* [GIVEN DATA]:

******************************

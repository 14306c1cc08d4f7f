//! Digit encoding for the NTDB register layout.
//!
//! Each tube has ten cathodes, so a board unit carries four 10-bit patterns
//! packed across five bytes, units tube first.

use num_traits::ToPrimitive;

use crate::constants::*;

/// Clamps any numeric value into `0..=MAX_VALUE`.
///
/// Fractions truncate toward zero, NaN reads as 0 and positive values too
/// large for an `i64` read as `MAX_VALUE`.
pub fn clamp_value<T: ToPrimitive>(number: T) -> u16 {
    match number.to_i64() {
        Some(value) => value.clamp(0, MAX_VALUE as i64) as u16,
        None => match number.to_f64() {
            Some(value) if value > 0.0 => MAX_VALUE,
            _ => 0,
        },
    }
}

/// Glow-wire pattern for a table index, anything past 9 is dark.
pub fn pattern(digit: u8) -> u16 {
    DIGIT_PATTERNS[digit.min(BLANK) as usize]
}

/// Table index for a pattern, if it is one of the 11 known patterns.
pub fn digit_for_pattern(pattern: u16) -> Option<u8> {
    DIGIT_PATTERNS
        .iter()
        .position(|&p| p == pattern)
        .map(|i| i as u8)
}

/// Splits a value into thousands, hundreds, tens and units, substituting
/// `BLANK` wherever the mask bit is clear (bit 3 = thousands).
pub fn digits(value: u16, mask: u8) -> [u8; DIGITS_PER_UNIT] {
    let value = value.min(MAX_VALUE);
    let mut digits = [BLANK; DIGITS_PER_UNIT];
    let mut divisor = 1000;
    for (i, digit) in digits.iter_mut().enumerate() {
        let bit = 0b1000 >> i;
        if mask & bit != 0 {
            *digit = ((value / divisor) % 10) as u8;
        }
        divisor /= 10;
    }
    digits
}

/// Packs four patterns given thousands first into one board unit.
pub fn pack_patterns(patterns: [u16; DIGITS_PER_UNIT]) -> [u8; UNIT_BYTES] {
    let [thousands, hundreds, tens, units] = patterns.map(|p| p & PATTERN_MASK);
    [
        (units & 0xFF) as u8,
        ((units >> 8) | ((tens & 0b11_1111) << 2)) as u8,
        ((tens >> 6) | ((hundreds & 0b1111) << 4)) as u8,
        ((hundreds >> 4) | ((thousands & 0b11) << 6)) as u8,
        (thousands >> 2) as u8,
    ]
}

/// Inverse of [`pack_patterns`], thousands first.
pub fn unpack_unit(unit: &[u8; UNIT_BYTES]) -> [u16; DIGITS_PER_UNIT] {
    let [b0, b1, b2, b3, b4] = (*unit).map(u16::from);
    let units = b0 | ((b1 & 0b11) << 8);
    let tens = (b1 >> 2) | ((b2 & 0b1111) << 6);
    let hundreds = (b2 >> 4) | ((b3 & 0b11_1111) << 4);
    let thousands = (b3 >> 6) | (b4 << 2);
    [thousands, hundreds, tens, units]
}

/// Packs four table indices (thousands first) into one board unit.
pub fn pack_digits(digits: [u8; DIGITS_PER_UNIT]) -> [u8; UNIT_BYTES] {
    pack_patterns(digits.map(pattern))
}

/// Encodes a number with a visibility mask into one board unit.
pub fn encode_number<T: ToPrimitive>(number: T, mask: u8) -> [u8; UNIT_BYTES] {
    pack_digits(digits(clamp_value(number), mask))
}

/// Accumulates the first four bytes of `text` as thousands, hundreds, tens
/// and units. A non-digit byte contributes nothing but still occupies its
/// position, so `b"12 5"` reads as 1205.
pub fn text_value(text: &[u8]) -> u16 {
    let mut weight = 1000;
    let mut value = 0;
    for position in 0..DIGITS_PER_UNIT {
        if let Some(c @ b'0'..=b'9') = text.get(position).copied() {
            value += u16::from(c - b'0') * weight;
        }
        weight /= 10;
    }
    value
}
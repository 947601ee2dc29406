//! Time-versioned interest rate.
//!
//! The ledger is append-only. Each record carries the instant it takes effect, and the rate at
//! any instant is the record with the latest `effective_from` not after it. Records sharing an
//! `effective_from` resolve to the one appended last.

use std::collections::BTreeMap;

use chrono::{DateTime, Utc};
use parking_lot::RwLock;
use rust_decimal::Decimal;
use rust_decimal_macros::dec;
use thiserror::Error;
use tracing::info;

/// Fractional digits kept for every stored rate.
pub const RATE_SCALE: u32 = 7;

/// Rates at or above this (1000%) are rejected.
pub const RATE_CEILING: Decimal = dec!(10);

/// Rate the ledger is seeded with when nothing else is configured.
pub const DEFAULT_RATE: Decimal = dec!(0.025);

/// Why a rate was refused.
#[derive(Debug, Clone, Copy, PartialEq, Eq, Error)]
pub enum RateBound {
    #[error("interestrate must be positive")]
    Negative,

    #[error("rate cannot exceed 1000%")]
    Ceiling,
}

#[derive(Debug, Clone, PartialEq, Eq, Error)]
pub enum LedgerError {
    #[error("invalid interest rate {rate}: {bound}")]
    InvalidRate { rate: Decimal, bound: RateBound },

    #[error("no interest rate configured at {at}")]
    NoRateConfigured { at: DateTime<Utc> },
}

/// Rounds `rate` to [`RATE_SCALE`] digits and checks it against the accepted range.
///
/// Rounding happens first, so a value just under the ceiling that rounds up to it is refused.
pub fn normalize_rate(rate: Decimal) -> Result<Decimal, RateBound> {
    let rounded = rate.round_dp(RATE_SCALE);
    if rounded < Decimal::ZERO {
        Err(RateBound::Negative)
    } else if rounded >= RATE_CEILING {
        Err(RateBound::Ceiling)
    } else {
        Ok(rounded)
    }
}

/// Renders a rate with exactly [`RATE_SCALE`] fractional digits, e.g. `0.0250000`.
pub fn format_rate(rate: Decimal) -> String {
    let mut scaled = rate;
    scaled.rescale(RATE_SCALE);
    scaled.to_string()
}

/// An annual rate and the instant from which it applies.
#[derive(Debug, Clone, PartialEq, Eq)]
pub struct RateRecord {
    pub rate: Decimal,
    pub effective_from: DateTime<Utc>,
}

/// Outcome of appending a rate.
#[derive(Debug, Clone, PartialEq, Eq)]
pub struct RateChange {
    /// Record that was in effect at the new record's instant, if any.
    pub previous: Option<RateRecord>,
    pub current: RateRecord,
}

#[derive(Debug, Default)]
struct RateIndex {
    // (effective_from, append sequence) -> rate
    records: BTreeMap<(DateTime<Utc>, u64), Decimal>,
    next_seq: u64,
    // latest instant handed out by `record_rate`
    last_stamp: Option<DateTime<Utc>>,
}

impl RateIndex {
    fn lookup(&self, at: DateTime<Utc>) -> Option<RateRecord> {
        self.records
            .range(..=(at, u64::MAX))
            .next_back()
            .map(|(&(effective_from, _), &rate)| RateRecord { rate, effective_from })
    }

    /// Current time, never earlier than the previous stamp.
    fn stamp(&mut self) -> DateTime<Utc> {
        let now = Utc::now();
        let stamp = self.last_stamp.map_or(now, |last| last.max(now));
        self.last_stamp = Some(stamp);
        stamp
    }

    fn append(&mut self, rate: Decimal, effective_from: DateTime<Utc>) {
        self.records.insert((effective_from, self.next_seq), rate);
        self.next_seq += 1;
    }
}

/// Shared, append-only store of interest rates.
///
/// Appends are serialized behind a write lock; lookups take a read lock and always see a whole
/// append or none of it.
#[derive(Debug)]
pub struct RateLedger {
    index: RwLock<RateIndex>,
}

impl Default for RateLedger {
    /// Ledger seeded with [`DEFAULT_RATE`].
    fn default() -> Self {
        let mut index = RateIndex::default();
        index.append(DEFAULT_RATE, DateTime::<Utc>::UNIX_EPOCH);
        Self { index: RwLock::new(index) }
    }
}

impl RateLedger {
    /// Ledger with no records. Every lookup fails until a rate is recorded.
    pub fn empty() -> Self {
        Self { index: RwLock::new(RateIndex::default()) }
    }

    /// Ledger whose first record applies from the Unix epoch, so every current lookup resolves.
    pub fn seeded(rate: Decimal) -> Result<Self, LedgerError> {
        let ledger = Self::empty();
        ledger.record_rate_at(rate, DateTime::<Utc>::UNIX_EPOCH)?;
        Ok(ledger)
    }

    /// Appends `rate` effective from now.
    ///
    /// The instant is taken under the write lock and never precedes an earlier `record_rate`, so
    /// concurrent updates take effect in the order they were stored.
    pub fn record_rate(&self, rate: Decimal) -> Result<RateChange, LedgerError> {
        self.append_with(rate, RateIndex::stamp)
    }

    /// Appends `rate` effective from `effective_from`.
    pub fn record_rate_at(
        &self,
        rate: Decimal,
        effective_from: DateTime<Utc>,
    ) -> Result<RateChange, LedgerError> {
        self.append_with(rate, |_| effective_from)
    }

    // The rate is rounded to `RATE_SCALE` digits before it is checked and stored.
    fn append_with(
        &self,
        rate: Decimal,
        stamp: impl FnOnce(&mut RateIndex) -> DateTime<Utc>,
    ) -> Result<RateChange, LedgerError> {
        let rounded = normalize_rate(rate).map_err(|bound| LedgerError::InvalidRate { rate, bound })?;

        let mut index = self.index.write();
        let effective_from = stamp(&mut *index);
        let previous = index.lookup(effective_from);
        index.append(rounded, effective_from);
        drop(index);

        info!(
            old_rate = ?previous.as_ref().map(|record| record.rate),
            new_rate = %rounded,
            %effective_from,
            "interest rate recorded"
        );

        Ok(RateChange {
            previous,
            current: RateRecord { rate: rounded, effective_from },
        })
    }

    /// Record in effect at `at`.
    pub fn record_at(&self, at: DateTime<Utc>) -> Result<RateRecord, LedgerError> {
        self.index
            .read()
            .lookup(at)
            .ok_or(LedgerError::NoRateConfigured { at })
    }

    /// Annual rate in effect at `at`.
    pub fn effective_rate_at(&self, at: DateTime<Utc>) -> Result<Decimal, LedgerError> {
        self.record_at(at).map(|record| record.rate)
    }

    pub fn current_rate(&self) -> Result<RateRecord, LedgerError> {
        self.record_at(Utc::now())
    }

    /// All records, in resolution order.
    pub fn history(&self) -> Vec<RateRecord> {
        self.index
            .read()
            .records
            .iter()
            .map(|(&(effective_from, _), &rate)| RateRecord { rate, effective_from })
            .collect()
    }

    pub fn len(&self) -> usize {
        self.index.read().records.len()
    }

    pub fn is_empty(&self) -> bool {
        self.len() == 0
    }
}

#[cfg(test)]
mod tests {
    use super::*;
    use chrono::Duration;
    use rstest::rstest;
    use std::collections::HashSet;

    #[test]
    fn test_rate_at_time() {
        let ledger = RateLedger::default();
        let now = Utc::now();

        assert_eq!(ledger.effective_rate_at(now).unwrap(), dec!(0.025));

        ledger.record_rate_at(dec!(0.01), now - Duration::hours(2)).unwrap();
        ledger.record_rate_at(dec!(0.02), now - Duration::hours(1)).unwrap();
        ledger.record_rate_at(dec!(0.03), now).unwrap();
        ledger.record_rate_at(dec!(0.04), now + Duration::hours(1)).unwrap();
        ledger.record_rate_at(dec!(0.05), now + Duration::hours(2)).unwrap();

        assert_eq!(ledger.effective_rate_at(now).unwrap(), dec!(0.03));
        assert_eq!(ledger.effective_rate_at(now + Duration::seconds(1)).unwrap(), dec!(0.03));
        assert_eq!(ledger.effective_rate_at(now - Duration::seconds(1)).unwrap(), dec!(0.02));
        assert_eq!(ledger.effective_rate_at(now + Duration::hours(1)).unwrap(), dec!(0.04));
        assert_eq!(
            ledger.effective_rate_at(now - Duration::hours(1) - Duration::seconds(1)).unwrap(),
            dec!(0.01)
        );
    }

    #[test]
    fn test_same_instant_resolves_to_last_appended() {
        let ledger = RateLedger::default();
        let at = Utc::now();

        ledger.record_rate_at(dec!(0.031), at).unwrap();
        ledger.record_rate_at(dec!(0.029), at).unwrap();

        assert_eq!(ledger.effective_rate_at(at).unwrap(), dec!(0.029));
    }

    #[test]
    fn test_out_of_order_appends_do_not_affect_earlier_queries() {
        let ledger = RateLedger::default();
        let now = Utc::now();

        ledger.record_rate_at(dec!(0.05), now + Duration::days(3)).unwrap();
        ledger.record_rate_at(dec!(0.04), now + Duration::days(1)).unwrap();
        ledger.record_rate_at(dec!(0.06), now + Duration::days(2)).unwrap();

        assert_eq!(ledger.effective_rate_at(now).unwrap(), DEFAULT_RATE);
        assert_eq!(ledger.effective_rate_at(now + Duration::days(2)).unwrap(), dec!(0.06));
    }

    #[test]
    fn test_empty_ledger_has_no_rate() {
        let ledger = RateLedger::empty();
        let at = Utc::now();

        assert!(ledger.is_empty());
        assert_eq!(
            ledger.effective_rate_at(at),
            Err(LedgerError::NoRateConfigured { at })
        );
    }

    #[test]
    fn test_query_before_first_record_has_no_rate() {
        let ledger = RateLedger::empty();
        let now = Utc::now();
        ledger.record_rate_at(dec!(0.03), now).unwrap();

        assert!(ledger.effective_rate_at(now - Duration::seconds(1)).is_err());
        assert_eq!(ledger.effective_rate_at(now).unwrap(), dec!(0.03));
    }

    #[test]
    fn test_record_rate_reports_previous_rate() {
        let ledger = RateLedger::default();

        let change = ledger.record_rate(dec!(0.0375)).unwrap();

        assert_eq!(change.previous.map(|record| record.rate), Some(DEFAULT_RATE));
        assert_eq!(change.current.rate, dec!(0.0375));
        assert_eq!(
            ledger.effective_rate_at(change.current.effective_from + Duration::seconds(1)).unwrap(),
            dec!(0.0375)
        );
    }

    #[test]
    fn test_first_record_has_no_previous() {
        let change = RateLedger::empty().record_rate(dec!(0.02)).unwrap();
        assert!(change.previous.is_none());
    }

    #[rstest]
    #[case(dec!(0), Ok(dec!(0)))]
    #[case(dec!(0.123456789), Ok(dec!(0.1234568)))]
    #[case(dec!(0.00000005), Ok(dec!(0.0000000)))]
    #[case(dec!(9.9999999), Ok(dec!(9.9999999)))]
    #[case(dec!(-0.0000001), Err(RateBound::Negative))]
    #[case(dec!(10), Err(RateBound::Ceiling))]
    #[case(dec!(9.99999999), Err(RateBound::Ceiling))]
    fn test_normalize_rate(#[case] input: Decimal, #[case] expected: Result<Decimal, RateBound>) {
        assert_eq!(normalize_rate(input), expected);
    }

    #[test]
    fn test_rejected_rate_is_not_stored() {
        let ledger = RateLedger::default();

        let result = ledger.record_rate(dec!(-1));

        assert_eq!(
            result,
            Err(LedgerError::InvalidRate { rate: dec!(-1), bound: RateBound::Negative })
        );
        assert_eq!(ledger.len(), 1);
    }

    #[rstest]
    #[case(dec!(0.025), "0.0250000")]
    #[case(dec!(0.1234568), "0.1234568")]
    #[case(dec!(3), "3.0000000")]
    fn test_format_rate(#[case] rate: Decimal, #[case] expected: &str) {
        assert_eq!(format_rate(rate), expected);
    }

    #[test]
    fn test_seeded_rejects_invalid_seed() {
        assert!(RateLedger::seeded(dec!(12)).is_err());
        assert_eq!(
            RateLedger::seeded(dec!(0.04)).unwrap().effective_rate_at(Utc::now()).unwrap(),
            dec!(0.04)
        );
    }

    #[test]
    fn test_concurrent_updates_each_supersede_a_distinct_rate() {
        let ledger = RateLedger::default();

        let changes: Vec<RateChange> = std::thread::scope(|scope| {
            let workers: Vec<_> = (0..8u32)
                .map(|worker| {
                    let ledger = &ledger;
                    scope.spawn(move || {
                        (0..200u32)
                            .map(|step| {
                                let rate = Decimal::from(worker * 1000 + step + 1) / dec!(1000000);
                                ledger.record_rate(rate).unwrap()
                            })
                            .collect::<Vec<_>>()
                    })
                })
                .collect();
            workers.into_iter().flat_map(|worker| worker.join().unwrap()).collect()
        });

        assert_eq!(ledger.len(), 1 + 8 * 200);

        let superseded: HashSet<Decimal> = changes
            .iter()
            .map(|change| change.previous.as_ref().unwrap().rate)
            .collect();
        assert_eq!(superseded.len(), changes.len());

        // exactly one update is never superseded, and it is the one in effect
        let standing: Vec<Decimal> = changes
            .iter()
            .map(|change| change.current.rate)
            .filter(|rate| !superseded.contains(rate))
            .collect();
        assert_eq!(standing.len(), 1);
        assert_eq!(ledger.current_rate().unwrap().rate, standing[0]);
    }

    #[test]
    fn test_record_rate_after_backdated_record_still_takes_effect() {
        let ledger = RateLedger::default();
        let first = ledger.record_rate(dec!(0.03)).unwrap();

        ledger.record_rate_at(dec!(0.07), first.current.effective_from - Duration::minutes(5)).unwrap();
        let second = ledger.record_rate(dec!(0.04)).unwrap();

        assert!(second.current.effective_from >= first.current.effective_from);
        assert_eq!(second.previous.map(|record| record.rate), Some(dec!(0.03)));
        assert_eq!(ledger.record_at(second.current.effective_from).unwrap().rate, dec!(0.04));
    }
}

******************************

* [EXERCISE OBJECTIVE]:
In the data above, retype exactly and only the lines between the one holding "the previous stamp." and the one holding "fn default() ->", inclusive.

* [RESPONSE AREA]:
    /// Current time, never earlier than the previous stamp.
    fn stamp(&mut self) -> DateTime<Utc> {
        let now = Utc::now();
        let stamp = self.last_stamp.map_or(now, |last| last.max(now));
        self.last_stamp = Some(stamp);
        stamp
    }

    fn append(&mut self, rate: Decimal, effective_from: DateTime<Utc>) {
        self.records.insert((effective_from, self.next_seq), rate);
        self.next_seq += 1;
    }
}

/// Shared, append-only store of interest rates.
///
/// Appends are serialized behind a write lock; lookups take a read lock and always see a whole
/// append or none of it.
#[derive(Debug)]
pub struct RateLedger {
    index: RwLock<RateIndex>,
}

impl Default for RateLedger {
    /// Ledger seeded with [`DEFAULT_RATE`].
    fn default() -> Self {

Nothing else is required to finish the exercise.